Richard K. Bernstein
Richard K. Bernstein

Date of birth:
June 17, 1934

New York City, New York, United States

Dr Richard Bernstein broke new ground in the management of type 1 diabetes when he discovered that keeping excellent control of blood glucose levels – through combining a low carb diet with insulin therapy – could make diabetic complications go away.

‘An ordinary diabetic’

Bernstein was diagnosed with type 1 diabetes in 1946 at the age of 12. In his book Diabetes Solutio, he referred to himself as “an ordinary diabetic”, but by the time he turned 30, he was questioning the advice given by the American Diabetes Association (ADA) guidelines.

In 1969, Bernstein was able to obtain one of the first blood glucose meters , which was originally intended for hospital staff to distinguish a diabetes patient from someone who had been drinking heavily.

Bernstein began testing his blood sugar multiple times a day, and started conducting his own research. He found he could normalise his levels through diet, exercise and medication. Within a year, he had refined his insulin dosages to the point that his blood sugar levels were within a normal range for most of the day.

Law of small numbers

One of Dr Bernstein’s most enduring finding is his ‘law of small numbers’ which states that taking smaller doses of insulin will result in much less error and therefore a much lower risk of severe highs or lows occurring.

Medical community

When the medical community rejected his findings, Bernstei, at the age of 45, decided to leave his career in engineering and study at the Albert Einstein College of Medicine. In 1983 he opened his own medical practice.

Diabetes Solutio, which was released in 1997, addressed his findings, where he reported that normalising blood sugar levels can prevent diabetes-related complications, or make them go away.

Bernstein had to battle established theories about diabetes treatment, such as the diet guidelines of eating high-carb, low-fat. His low-carbohydrate solution to keeping blood glucose levels has helped patients of all ages, but he admits: “Many in the field of diabetes care still do not accept it!”

Bernstein is now 81 years old.

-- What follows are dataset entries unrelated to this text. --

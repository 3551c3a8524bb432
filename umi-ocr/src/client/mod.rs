//! HTTP clients for the Umi-OCR service.
//!
//! [`UmiClient`] owns one connection pool and hands out per-area clients
//! that share it. Each client method maps to exactly one HTTP request.

mod document;
mod http;
mod image;
mod qrcode;

pub use document::{
    DocumentClient, DOC_CLEAR_PATH, DOC_DOWNLOAD_PATH, DOC_RESULT_PATH, DOC_UPLOAD_PATH,
};
pub use image::{ImageOcrClient, IMAGE_OCR_PATH};
pub use qrcode::{QrcodeClient, QRCODE_PATH};

use crate::config::ClientConfig;
use crate::encoding::Encoder;
use crate::error::Result;

use self::http::HttpTransport;

#[derive(Clone, Debug)]
pub struct UmiClient {
    base_url: String,
    image: ImageOcrClient,
    qrcode: QrcodeClient,
    documents: DocumentClient,
}

impl UmiClient {
    /// Builds a client for the service at `config.base_url`.
    ///
    /// Fails if the base URL is not http(s) or if no base64 strategy is
    /// available for local inputs.
    pub fn new(config: &ClientConfig) -> Result<Self> {
        let http = HttpTransport::new(config)?;
        let encoder = Encoder::detect()?;
        tracing::debug!(base_url = http.base_url(), "Umi-OCR client ready");

        Ok(Self {
            base_url: http.base_url().to_string(),
            image: ImageOcrClient::new(http.clone(), encoder),
            qrcode: QrcodeClient::new(http.clone(), encoder),
            documents: DocumentClient::new(http),
        })
    }

    pub fn base_url(&self) -> &str {
        &self.base_url
    }

    pub fn image(&self) -> &ImageOcrClient {
        &self.image
    }

    pub fn qrcode(&self) -> &QrcodeClient {
        &self.qrcode
    }

    pub fn documents(&self) -> &DocumentClient {
        &self.documents
    }
}

#[cfg(test)]
mod tests {
    use super::*;

    #[test]
    fn test_new_trims_base_url() {
        let client = UmiClient::new(&ClientConfig::with_base_url("http://localhost:1224/")).unwrap();
        assert_eq!(client.base_url(), "http://localhost:1224");
    }

    #[test]
    fn test_new_rejects_other_schemes() {
        let err = UmiClient::new(&ClientConfig::with_base_url("ftp://localhost:1224")).unwrap_err();
        assert!(err.to_string().contains("ftp"));
    }
}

He attributes his surpassing of the average life expectancy for type 1 diabetes to a low-carb diet and keeping good glycemic control.

Public perception

Many members of the diabetes patient community have cited a debt to Richard Bernstein in being able to finally take control of their diabetes after years of struggling.

Bernstein’s approach is regarded as strict and whilst some patients follow his advice very closely, others have chosen to adopt his general approach without following the advice to the letter.

Many people that have followed his advice, even in part, have reported very good blood glucose control and greater well-being.